◆ **What is needed**: Scan the entries below. Return every line that includes "CreateMessageRequest".

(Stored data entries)
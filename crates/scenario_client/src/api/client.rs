use std::sync::Arc;
use std::time::Duration;

use async_trait::async_trait;
use bytes::Bytes;
use dialogue_core::config::{Config, ProxyAuth};
use dialogue_core::{
    Bookmark, CaseBackground, CaseDetail, CaseSummary, CaseUpdated, CreatedMessage, NewBookmark,
    NewCase, NewSimulation, PathMessage, Simulation, TreeMessage, TreeResponse,
};
use log::debug;
use reqwest::multipart::{Form, Part};
use reqwest::{Client, Method, Proxy, Response};
use serde::de::DeserializeOwned;
use serde::Serialize;

use crate::api::models::{
    ContinueConversationRequest, CreateMessageRequest, SummarizedMessageRequest,
    TranscriptionResponse,
};
use crate::client_trait::ScenarioApi;
use crate::error::ApiError;
use crate::utils::http_utils::{check_status, execute_request, read_json, send_request};

const CASE_NOT_FOUND: &str = "Case not found";
const SIMULATION_NOT_FOUND: &str = "Simulation not found";
const RECORDING_FILE_NAME: &str = "recording.wav";

fn apply_proxy_auth(proxy: Proxy, auth: Option<&ProxyAuth>) -> Proxy {
    let Some(auth) = auth else {
        return proxy;
    };
    if auth.username.is_empty() {
        return proxy;
    }
    proxy.basic_auth(&auth.username, &auth.password)
}

/// HTTP adapter for the scenario backend.
#[derive(Debug, Clone)]
pub struct ScenarioClient {
    client: Arc<Client>,
    api_root: String,
}

impl ScenarioClient {
    pub fn new(config: &Config) -> Result<Self, ApiError> {
        let client = Self::build_http_client(config)?;
        Ok(Self::with_client(client, config.api_root()))
    }

    /// Use a prebuilt HTTP client against `api_root` (base URL plus `/api/v1`).
    pub fn with_client(client: Client, api_root: impl Into<String>) -> Self {
        Self {
            client: Arc::new(client),
            api_root: api_root.into().trim_end_matches('/').to_string(),
        }
    }

    pub fn api_root(&self) -> &str {
        &self.api_root
    }

    /// Proxies come from the config only; the environment has already been
    /// folded into it.
    fn build_http_client(config: &Config) -> Result<Client, ApiError> {
        let mut builder = Client::builder();
        if config.http_proxy.is_empty() && config.https_proxy.is_empty() {
            builder = builder.no_proxy();
        }
        if !config.http_proxy.is_empty() {
            let mut proxy = Proxy::http(&config.http_proxy)?;
            proxy = apply_proxy_auth(proxy, config.http_proxy_auth.as_ref());
            builder = builder.proxy(proxy);
        }
        if !config.https_proxy.is_empty() {
            let mut proxy = Proxy::https(&config.https_proxy)?;
            proxy = apply_proxy_auth(proxy, config.https_proxy_auth.as_ref());
            builder = builder.proxy(proxy);
        }
        if let Some(secs) = config.request_timeout_secs {
            builder = builder.timeout(Duration::from_secs(secs));
        }
        Ok(builder.build()?)
    }

    fn url(&self, path: &str) -> String {
        format!("{}{}", self.api_root, path)
    }

    async fn call<B: Serialize + ?Sized>(
        &self,
        method: Method,
        path: &str,
        body: Option<&B>,
        context: &'static str,
        not_found: Option<&'static str>,
    ) -> Result<Response, ApiError> {
        let response = execute_request(&self.client, method, self.url(path), body).await?;
        check_status(response, context, not_found)
    }

    async fn get_json<T: DeserializeOwned>(
        &self,
        path: &str,
        context: &'static str,
        not_found: Option<&'static str>,
    ) -> Result<T, ApiError> {
        let response = self
            .call(Method::GET, path, None::<&()>, context, not_found)
            .await?;
        read_json(response, context).await
    }

    async fn send_json<B, T>(
        &self,
        method: Method,
        path: &str,
        body: &B,
        context: &'static str,
        not_found: Option<&'static str>,
    ) -> Result<T, ApiError>
    where
        B: Serialize + ?Sized + Sync,
        T: DeserializeOwned,
    {
        let response = self.call(method, path, Some(body), context, not_found).await?;
        read_json(response, context).await
    }

    /// Call an endpoint whose response body is ignored.
    async fn send_empty(
        &self,
        method: Method,
        path: &str,
        context: &'static str,
        not_found: Option<&'static str>,
    ) -> Result<(), ApiError> {
        self.call(method, path, None::<&()>, context, not_found)
            .await
            .map(|_| ())
    }
}

#[async_trait]
impl ScenarioApi for ScenarioClient {
    async fn list_cases(&self) -> Result<Vec<CaseSummary>, ApiError> {
        self.get_json("/cases", "Failed to list cases", None).await
    }

    async fn get_case(&self, case_id: i64) -> Result<CaseDetail, ApiError> {
        self.get_json(
            &format!("/cases/{case_id}"),
            "Failed to get case",
            Some(CASE_NOT_FOUND),
        )
        .await
    }

    async fn create_case(&self, case: &NewCase) -> Result<CaseSummary, ApiError> {
        self.send_json(Method::POST, "/cases", case, "Failed to create case", None)
            .await
    }

    async fn update_case(
        &self,
        case_id: i64,
        background: &CaseBackground,
    ) -> Result<CaseUpdated, ApiError> {
        self.send_json(
            Method::PATCH,
            &format!("/cases/{case_id}"),
            background,
            "Failed to save case",
            Some(CASE_NOT_FOUND),
        )
        .await
    }

    async fn delete_case(&self, case_id: i64) -> Result<(), ApiError> {
        self.send_empty(
            Method::DELETE,
            &format!("/cases/{case_id}"),
            "Failed to delete case",
            Some(CASE_NOT_FOUND),
        )
        .await
    }

    async fn create_simulation(
        &self,
        simulation: &NewSimulation,
    ) -> Result<Simulation, ApiError> {
        self.send_json(
            Method::POST,
            "/simulations",
            simulation,
            "Failed to create simulation",
            None,
        )
        .await
    }

    async fn get_simulation(&self, simulation_id: i64) -> Result<Simulation, ApiError> {
        self.get_json(
            &format!("/simulations/{simulation_id}"),
            "Failed to get simulation",
            Some(SIMULATION_NOT_FOUND),
        )
        .await
    }

    async fn load_simulation_tree(
        &self,
        simulation_id: i64,
    ) -> Result<Vec<TreeMessage>, ApiError> {
        self.get_json(
            &format!("/trees/{simulation_id}/messages"),
            "Failed to load simulation tree",
            Some(SIMULATION_NOT_FOUND),
        )
        .await
    }

    async fn continue_conversation(
        &self,
        request: &ContinueConversationRequest,
    ) -> Result<TreeResponse, ApiError> {
        debug!(
            "Continuing case {} tree {} from {:?} (refresh: {})",
            request.case_id, request.tree_id, request.message_id, request.refresh
        );
        self.send_json(
            Method::POST,
            "/continue-conversation",
            request,
            "Failed to continue conversation",
            Some(CASE_NOT_FOUND),
        )
        .await
    }

    async fn create_message(
        &self,
        request: &CreateMessageRequest,
    ) -> Result<CreatedMessage, ApiError> {
        self.send_json(
            Method::POST,
            "/messages/create",
            request,
            "Failed to create message",
            None,
        )
        .await
    }

    async fn create_summarized_message(
        &self,
        request: &SummarizedMessageRequest,
    ) -> Result<CreatedMessage, ApiError> {
        self.send_json(
            Method::POST,
            "/messages/create-summarized",
            request,
            "Failed to create message",
            None,
        )
        .await
    }

    async fn select_message(&self, message_id: i64) -> Result<(), ApiError> {
        self.send_empty(
            Method::PATCH,
            &format!("/messages/{message_id}/select"),
            "Failed to select message",
            None,
        )
        .await
    }

    async fn trim_messages_after(&self, message_id: i64) -> Result<(), ApiError> {
        self.send_empty(
            Method::DELETE,
            &format!("/messages/trim-after/{message_id}"),
            "Failed to trim messages",
            None,
        )
        .await
    }

    async fn message_children(&self, message_id: i64) -> Result<Vec<TreeMessage>, ApiError> {
        self.get_json(
            &format!("/messages/{message_id}/children"),
            "Failed to get message children",
            None,
        )
        .await
    }

    async fn selected_messages_path(
        &self,
        start_id: i64,
        end_id: i64,
    ) -> Result<Vec<PathMessage>, ApiError> {
        self.get_json(
            &format!("/messages/selected-path?start_id={start_id}&end_id={end_id}"),
            "Failed to get selected path",
            None,
        )
        .await
    }

    async fn create_bookmark(&self, bookmark: &NewBookmark) -> Result<Bookmark, ApiError> {
        self.send_json(
            Method::POST,
            "/bookmarks",
            bookmark,
            "Failed to create bookmark",
            None,
        )
        .await
    }

    async fn list_bookmarks(&self, simulation_id: i64) -> Result<Vec<Bookmark>, ApiError> {
        self.get_json(
            &format!("/bookmarks/{simulation_id}"),
            "Failed to get bookmarks",
            Some(SIMULATION_NOT_FOUND),
        )
        .await
    }

    async fn delete_bookmark(&self, bookmark_id: i64) -> Result<(), ApiError> {
        self.send_empty(
            Method::DELETE,
            &format!("/bookmarks/{bookmark_id}"),
            "Failed to delete bookmark",
            None,
        )
        .await
    }

    async fn conversation_audio(
        &self,
        tree_id: i64,
        end_message_id: Option<i64>,
    ) -> Result<Bytes, ApiError> {
        let path = match end_message_id {
            Some(end) => format!("/get-conversation-audio/{tree_id}?end_message_id={end}"),
            None => format!("/get-conversation-audio/{tree_id}"),
        };
        let response = self
            .call(
                Method::GET,
                &path,
                None::<&()>,
                "Failed to get conversation audio",
                None,
            )
            .await?;
        Ok(response.bytes().await?)
    }

    async fn transcribe_audio(&self, wav: Bytes) -> Result<String, ApiError> {
        const CONTEXT: &str = "Transcription failed";
        let part = Part::bytes(wav.to_vec())
            .file_name(RECORDING_FILE_NAME)
            .mime_str("audio/wav")?;
        let form = Form::new().part("audio_file", part);
        let request = self
            .client
            .post(self.url("/transcribe-audio"))
            .multipart(form);

        let response = check_status(send_request(request).await?, CONTEXT, None)?;
        let transcription: TranscriptionResponse = read_json(response, CONTEXT).await?;
        Ok(transcription.message)
    }
}
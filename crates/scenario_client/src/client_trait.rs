use async_trait::async_trait;
use bytes::Bytes;
use dialogue_core::{
    Bookmark, CaseBackground, CaseDetail, CaseSummary, CaseUpdated, CreatedMessage, NewBookmark,
    NewCase, NewSimulation, PathMessage, Simulation, TreeMessage, TreeResponse,
};

use crate::api::models::{
    ContinueConversationRequest, CreateMessageRequest, SummarizedMessageRequest,
};
use crate::error::ApiError;

/// Every backend operation a LegalEase page uses.
#[async_trait]
pub trait ScenarioApi: Send + Sync {
    // ========== Cases ==========
    async fn list_cases(&self) -> Result<Vec<CaseSummary>, ApiError>;

    async fn get_case(&self, case_id: i64) -> Result<CaseDetail, ApiError>;

    async fn create_case(&self, case: &NewCase) -> Result<CaseSummary, ApiError>;

    /// Save the background; the backend answers with a regenerated summary.
    async fn update_case(
        &self,
        case_id: i64,
        background: &CaseBackground,
    ) -> Result<CaseUpdated, ApiError>;

    async fn delete_case(&self, case_id: i64) -> Result<(), ApiError>;

    // ========== Simulations ==========
    async fn create_simulation(&self, simulation: &NewSimulation)
        -> Result<Simulation, ApiError>;

    async fn get_simulation(&self, simulation_id: i64) -> Result<Simulation, ApiError>;

    /// Stored messages of a simulation, roots first.
    async fn load_simulation_tree(&self, simulation_id: i64)
        -> Result<Vec<TreeMessage>, ApiError>;

    // ========== Messages ==========
    async fn continue_conversation(
        &self,
        request: &ContinueConversationRequest,
    ) -> Result<TreeResponse, ApiError>;

    async fn create_message(&self, request: &CreateMessageRequest)
        -> Result<CreatedMessage, ApiError>;

    /// Store free text after the backend has shortened it.
    async fn create_summarized_message(
        &self,
        request: &SummarizedMessageRequest,
    ) -> Result<CreatedMessage, ApiError>;

    async fn select_message(&self, message_id: i64) -> Result<(), ApiError>;

    /// Delete the descendants of `message_id` server-side.
    async fn trim_messages_after(&self, message_id: i64) -> Result<(), ApiError>;

    async fn message_children(&self, message_id: i64) -> Result<Vec<TreeMessage>, ApiError>;

    async fn selected_messages_path(
        &self,
        start_id: i64,
        end_id: i64,
    ) -> Result<Vec<PathMessage>, ApiError>;

    // ========== Bookmarks ==========
    async fn create_bookmark(&self, bookmark: &NewBookmark) -> Result<Bookmark, ApiError>;

    async fn list_bookmarks(&self, simulation_id: i64) -> Result<Vec<Bookmark>, ApiError>;

    async fn delete_bookmark(&self, bookmark_id: i64) -> Result<(), ApiError>;

    // ========== Audio ==========
    /// Narration of the conversation, up to `end_message_id` when given.
    async fn conversation_audio(
        &self,
        tree_id: i64,
        end_message_id: Option<i64>,
    ) -> Result<Bytes, ApiError>;

    /// Transcribe a WAV recording.
    async fn transcribe_audio(&self, wav: Bytes) -> Result<String, ApiError>;
}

◆ **Answer to the problem**:
    ContinueConversationRequest, CreateMessageRequest, SummarizedMessageRequest,
        request: &CreateMessageRequest,
    ContinueConversationRequest, CreateMessageRequest, SummarizedMessageRequest,
    async fn create_message(&self, request: &CreateMessageRequest)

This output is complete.